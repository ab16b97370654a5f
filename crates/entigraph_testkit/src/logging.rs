use std::sync::Once;

use tracing_subscriber::EnvFilter;

/// Installs a test subscriber once per process.
///
/// The filter comes from `RUST_LOG` and defaults to `warn`.
pub fn init_tracing() {
    static INIT: Once = Once::new();
    INIT.call_once(|| {
        let filter = EnvFilter::try_from_default_env().unwrap_or_else(|_| EnvFilter::new("warn"));
        let _ = tracing_subscriber::fmt()
            .with_env_filter(filter)
            .with_test_writer()
            .with_ansi(false)
            .try_init();
    });
}
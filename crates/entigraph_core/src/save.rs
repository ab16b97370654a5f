//! The save path: merge, unique resolution, indexing and link planning.

use std::collections::HashSet;
use std::sync::Arc;

use tracing::debug;

use crate::context::Context;
use crate::entity::{Entity, EntityId};
use crate::error::{CoreError, CoreResult};
use crate::merge::MergeStrategy;
use crate::relation::{plan_links, LinkBatch, LinkOption};
use crate::schema::{CollisionPolicy, Survivor};
use crate::types::TypeName;

/// Entities already handled by the running top-level save.
type Visited = HashSet<(TypeName, EntityId)>;

impl Context {
    /// Saves an entity with its type's default merge strategy.
    ///
    /// Relation payloads are split off: inline related entities are saved
    /// (fragments patch what is stored), then links are replaced, appended
    /// or cleared as the payload says, inverse links included.
    ///
    /// # Errors
    ///
    /// Returns `UnknownType`, `UnknownRelation`, `InvalidRelation` or
    /// `InvalidOperation` for entities the schema rejects, and
    /// `UniqueConstraintViolation` when a fail-policy unique key is taken.
    /// On error nothing is changed.
    pub fn save(&mut self, entity: Entity) -> CoreResult<()> {
        self.atomically(|ctx| ctx.save_entity(entity, None, &mut Visited::new()))
    }

    /// Saves an entity with an explicit merge strategy.
    ///
    /// # Errors
    ///
    /// See [`Context::save`].
    pub fn insert(&mut self, entity: Entity, strategy: &MergeStrategy) -> CoreResult<()> {
        self.atomically(|ctx| ctx.save_entity(entity, Some(strategy), &mut Visited::new()))
    }

    /// Saves an entity if there is one. Returns whether anything was saved.
    ///
    /// # Errors
    ///
    /// See [`Context::save`].
    pub fn insert_opt(&mut self, entity: Option<Entity>, strategy: &MergeStrategy) -> CoreResult<bool> {
        match entity {
            Some(entity) => self.insert(entity, strategy).map(|()| true),
            None => Ok(false),
        }
    }

    /// Saves several entities as one atomic call.
    ///
    /// Entities are merged in order as by repeated [`Context::insert`], so a
    /// later entity with an earlier id merges over it.
    ///
    /// # Errors
    ///
    /// See [`Context::save`]. A failure on any entity undoes them all.
    pub fn insert_all(&mut self, entities: Vec<Entity>, strategy: &MergeStrategy) -> CoreResult<()> {
        self.atomically(|ctx| {
            for entity in entities {
                ctx.save_entity(entity, Some(strategy), &mut Visited::new())?;
            }
            Ok(())
        })
    }

    pub(crate) fn save_entity(
        &mut self,
        mut entity: Entity,
        strategy: Option<&MergeStrategy>,
        visited: &mut Visited,
    ) -> CoreResult<()> {
        let schema = Arc::clone(&self.schema);
        let type_name = entity.type_name().clone();
        let id = entity.id().clone();
        let entity_schema = schema.require(type_name.as_str())?;

        if !visited.insert((type_name.clone(), id.clone())) {
            return Ok(());
        }

        for (name, value) in entity.relations() {
            let def = entity_schema
                .relation(name)
                .ok_or_else(|| CoreError::unknown_relation(type_name.as_str(), name.as_str()))?;
            value.validate(type_name.as_str(), def)?;
        }
        for field in entity.fields().keys() {
            if field == "id" {
                return Err(CoreError::invalid_operation(format!(
                    "{type_name} {id}: \"id\" cannot be stored as a field"
                )));
            }
            if entity_schema.relation(field).is_some() {
                return Err(CoreError::invalid_operation(format!(
                    "{type_name} {id}: field {field} collides with a relation"
                )));
            }
        }

        let relations = entity.take_relations();

        let strategy = strategy.unwrap_or_else(|| entity_schema.merge_strategy());
        let merged = self.store.merged(&entity, strategy);
        if !self.resolve_unique(&merged)? {
            debug!(%type_name, %id, "save skipped by unique resolver");
            return Ok(());
        }
        self.set_tombstone(&type_name, &id, None);
        self.write_entity(merged);
        self.stats.record_save();
        debug!(%type_name, %id, "saved");

        let patch_all = MergeStrategy::PatchAll;
        let mut batch = LinkBatch::new();
        for def in entity_schema.relations() {
            let Some(value) = relations.get(&def.name) else {
                continue;
            };
            let Some(option) = value.link_option() else {
                continue;
            };
            let child_strategy = value.is_fragment().then_some(&patch_all);
            for child in value.inline_entities() {
                self.save_entity(child.clone(), child_strategy, visited)?;
            }
            let children = value.ids_referenced();
            batch.extend(plan_links(
                &self.ledger,
                &schema,
                &type_name,
                def,
                &id,
                &children,
                option,
            )?);
        }
        self.apply_links(&batch);
        Ok(())
    }

    /// Settles unique-key conflicts of an incoming value.
    ///
    /// Returns false when the incoming entity lost to a custom resolver; it
    /// is then evicted if stored and must not be saved.
    fn resolve_unique(&mut self, incoming: &Entity) -> CoreResult<bool> {
        let type_name = incoming.type_name().clone();
        for conflict in self.indexes.unique_conflicts(incoming) {
            match &conflict.policy {
                CollisionPolicy::Fail => {
                    return Err(CoreError::UniqueConstraintViolation {
                        type_name: type_name.to_string(),
                        index: conflict.index,
                        key: conflict.key.to_string(),
                        existing: conflict.holder.to_string(),
                        incoming: incoming.id().to_string(),
                    });
                }
                CollisionPolicy::Upsert => {
                    debug!(%type_name, index = %conflict.index, evicted = %conflict.holder, "unique upsert");
                    self.remove_entity(&type_name, &conflict.holder)?;
                }
                CollisionPolicy::Custom(resolver) => {
                    let Some(existing) = self.store.find(type_name.as_str(), &conflict.holder) else {
                        continue;
                    };
                    match resolver(existing, incoming) {
                        Survivor::Existing => {
                            debug!(%type_name, index = %conflict.index, kept = %conflict.holder, "incoming entity lost");
                            if self.store.contains(type_name.as_str(), incoming.id()) {
                                self.remove_entity(&type_name, incoming.id())?;
                            }
                            return Ok(false);
                        }
                        Survivor::Incoming => {
                            debug!(%type_name, index = %conflict.index, evicted = %conflict.holder, "existing entity lost");
                            self.remove_entity(&type_name, &conflict.holder)?;
                        }
                    }
                }
            }
        }
        Ok(true)
    }

    /// Removes an entity from the store and indexes and detaches every link
    /// it has, in both directions for mutual relations.
    ///
    /// Returns the removed value.
    pub(crate) fn remove_entity(&mut self, type_name: &TypeName, id: &EntityId) -> CoreResult<Option<Entity>> {
        let removed = self.erase_entity(type_name, id);
        self.detach_all(type_name, id)?;
        Ok(removed)
    }

    pub(crate) fn detach_all(&mut self, type_name: &TypeName, id: &EntityId) -> CoreResult<()> {
        let schema = Arc::clone(&self.schema);
        for (relation, children) in self.ledger.relations_of(type_name.as_str(), id) {
            let def = schema.relation(type_name.as_str(), &relation)?;
            let batch = plan_links(
                &self.ledger,
                &schema,
                type_name,
                def,
                id,
                &children.to_vec(),
                LinkOption::Remove,
            )?;
            self.apply_links(&batch);
        }
        Ok(())
    }

    /// Removes one entity without applying delete rules: its links are
    /// detached, related entities stay. Returns the removed value.
    ///
    /// # Errors
    ///
    /// Returns `UnknownRelation` only if the ledger holds links the schema
    /// no longer declares.
    pub fn remove(&mut self, type_name: &str, id: &EntityId) -> CoreResult<Option<Entity>> {
        let type_name = TypeName::from(type_name);
        self.atomically(|ctx| ctx.remove_entity(&type_name, id))
    }

    /// Removes several entities without applying delete rules.
    ///
    /// # Errors
    ///
    /// See [`Context::remove`].
    pub fn remove_all(&mut self, type_name: &str, ids: &[EntityId]) -> CoreResult<Vec<Entity>> {
        let type_name = TypeName::from(type_name);
        self.atomically(|ctx| {
            let mut removed = Vec::new();
            for id in ids {
                removed.extend(ctx.remove_entity(&type_name, id)?);
            }
            Ok(removed)
        })
    }
}
//! Secondary indexes.
//!
//! Indexes are accelerators only: every indexed answer equals the answer
//! of a linear scan over the store. They are declared in the schema and
//! maintained by the context on every mutation.
//!
//! # Index Types
//!
//! - [`HashIndex`]: equality lookup over 1-4 fields
//! - [`UniqueIndex`]: equality lookup with at most one holder per key
//! - [`SortIndex`]: ordered traversal and range narrowing
//! - [`FtsIndex`]: token postings for substring and fuzzy search

mod engine;
mod fts;
mod hash;
mod sort;
mod traits;
mod unique;

pub use engine::{IndexEngine, IndexSlot, UniqueConflict};
pub use fts::{
    contains_text, fold_case, fuzzy_matches, levenshtein, similarity, FtsIndex, TokenizerConfig,
};
pub use hash::HashIndex;
pub use sort::SortIndex;
pub use traits::{Comparison, IndexKey, SecondaryIndex};
pub use unique::UniqueIndex;
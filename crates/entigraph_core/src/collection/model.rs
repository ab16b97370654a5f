//! Model trait for typed collections.

use crate::entity::{Entity, EntityId};
use crate::error::CoreResult;

/// A Rust type stored as entities of one schema type.
///
/// Conversions must agree: `from_entity(&x.to_entity())` reproduces `x`.
///
/// # Example
///
/// ```rust,ignore
/// use entigraph_codec::CodecError;
/// use entigraph_core::{CoreError, CoreResult, Entity, EntityId, Model};
///
/// struct User {
///     id: EntityId,
///     name: String,
/// }
///
/// impl Model for User {
///     const TYPE_NAME: &'static str = "User";
///
///     fn id(&self) -> EntityId {
///         self.id.clone()
///     }
///
///     fn to_entity(&self) -> Entity {
///         Entity::new(Self::TYPE_NAME, self.id.clone()).with_field("name", self.name.as_str())
///     }
///
///     fn from_entity(entity: &Entity) -> CoreResult<Self> {
///         let name = entity
///             .field("name")
///             .as_text()
///             .ok_or_else(|| CoreError::Codec(CodecError::invalid_structure("User.name")))?;
///         Ok(User { id: entity.id().clone(), name: name.to_string() })
///     }
/// }
/// ```
pub trait Model: Sized {
    /// Schema type the model is stored as.
    const TYPE_NAME: &'static str;

    /// The entity id.
    fn id(&self) -> EntityId;

    /// Converts to an entity, relation payloads included if any.
    fn to_entity(&self) -> Entity;

    /// Converts from a stored entity.
    ///
    /// # Errors
    ///
    /// Returns an error if a field is missing or has the wrong kind.
    fn from_entity(entity: &Entity) -> CoreResult<Self>;
}
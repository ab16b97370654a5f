//! Core type definitions for EntiGraph.

use std::borrow::Borrow;
use std::fmt;
use std::sync::Arc;

/// Name of an entity type as registered in the schema.
///
/// Cheap to clone; compares and hashes by its text.
#[derive(Clone, PartialEq, Eq, PartialOrd, Ord, Hash)]
pub struct TypeName(Arc<str>);

impl TypeName {
    /// Creates a type name.
    pub fn new(name: impl AsRef<str>) -> Self {
        Self(Arc::from(name.as_ref()))
    }

    /// Returns the name as a string slice.
    #[must_use]
    pub fn as_str(&self) -> &str {
        &self.0
    }
}

impl fmt::Debug for TypeName {
    fn fmt(&self, f: &mut fmt::Formatter<'_>) -> fmt::Result {
        write!(f, "TypeName({})", &self.0)
    }
}

impl fmt::Display for TypeName {
    fn fmt(&self, f: &mut fmt::Formatter<'_>) -> fmt::Result {
        f.write_str(&self.0)
    }
}

impl std::ops::Deref for TypeName {
    type Target = str;

    fn deref(&self) -> &str {
        &self.0
    }
}

impl Borrow<str> for TypeName {
    fn borrow(&self) -> &str {
        &self.0
    }
}

impl AsRef<str> for TypeName {
    fn as_ref(&self) -> &str {
        &self.0
    }
}

impl From<&str> for TypeName {
    fn from(name: &str) -> Self {
        Self::new(name)
    }
}

impl From<String> for TypeName {
    fn from(name: String) -> Self {
        Self(Arc::from(name))
    }
}

impl From<&TypeName> for TypeName {
    fn from(name: &TypeName) -> Self {
        name.clone()
    }
}

/// Sequence number for ordering insertions and deletions.
///
/// Higher sequence numbers indicate later events. An entity keeps the
/// sequence number of its first insertion for its whole life.
#[derive(Debug, Clone, Copy, PartialEq, Eq, PartialOrd, Ord, Hash, Default)]
pub struct SequenceNumber(pub u64);

impl SequenceNumber {
    /// Creates a new sequence number.
    #[must_use]
    pub const fn new(seq: u64) -> Self {
        Self(seq)
    }

    /// Returns the raw sequence value.
    #[must_use]
    pub const fn as_u64(self) -> u64 {
        self.0
    }

    /// Returns the next sequence number.
    #[must_use]
    pub const fn next(self) -> Self {
        Self(self.0 + 1)
    }
}

impl fmt::Display for SequenceNumber {
    fn fmt(&self, f: &mut fmt::Formatter<'_>) -> fmt::Result {
        write!(f, "seq:{}", self.0)
    }
}

/// Direction of a sort comparator.
#[derive(Debug, Clone, Copy, PartialEq, Eq, Hash, Default)]
pub enum SortOrder {
    /// Smallest value first.
    #[default]
    Ascending,
    /// Largest value first.
    Descending,
}

impl SortOrder {
    /// Applies this direction to an ascending comparison result.
    #[must_use]
    pub fn apply(self, ordering: std::cmp::Ordering) -> std::cmp::Ordering {
        match self {
            Self::Ascending => ordering,
            Self::Descending => ordering.reverse(),
        }
    }
}

#[cfg(test)]
mod tests {
    use super::*;
    use std::cmp::Ordering;
    use std::collections::HashMap;

    #[test]
    fn type_name_borrows_as_str() {
        let mut counts: HashMap<TypeName, usize> = HashMap::new();
        counts.insert(TypeName::from("User"), 3);
        assert_eq!(counts.get("User"), Some(&3));
        assert_eq!(TypeName::from("Chat").to_string(), "Chat");
    }

    #[test]
    fn sequence_ordering() {
        let a = SequenceNumber::new(1);
        assert!(a < a.next());
        assert_eq!(a.next().as_u64(), 2);
        assert_eq!(format!("{}", a), "seq:1");
    }

    #[test]
    fn sort_order_apply() {
        assert_eq!(SortOrder::Ascending.apply(Ordering::Less), Ordering::Less);
        assert_eq!(
            SortOrder::Descending.apply(Ordering::Less),
            Ordering::Greater
        );
    }
}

ASSIGNED TASK: Output each line of the records above exactly, beginning at the first, and stop once the line containing "pub fn init_tracing()" has been output.

TASK RESPONSE:
repository ab16b97370654a5f
filename crates/entigraph_testkit/src/logging.rs
use std::sync::Once;

use tracing_subscriber::EnvFilter;

/// Installs a test subscriber once per process.
///
/// The filter comes from `RUST_LOG` and defaults to `warn`.
pub fn init_tracing() {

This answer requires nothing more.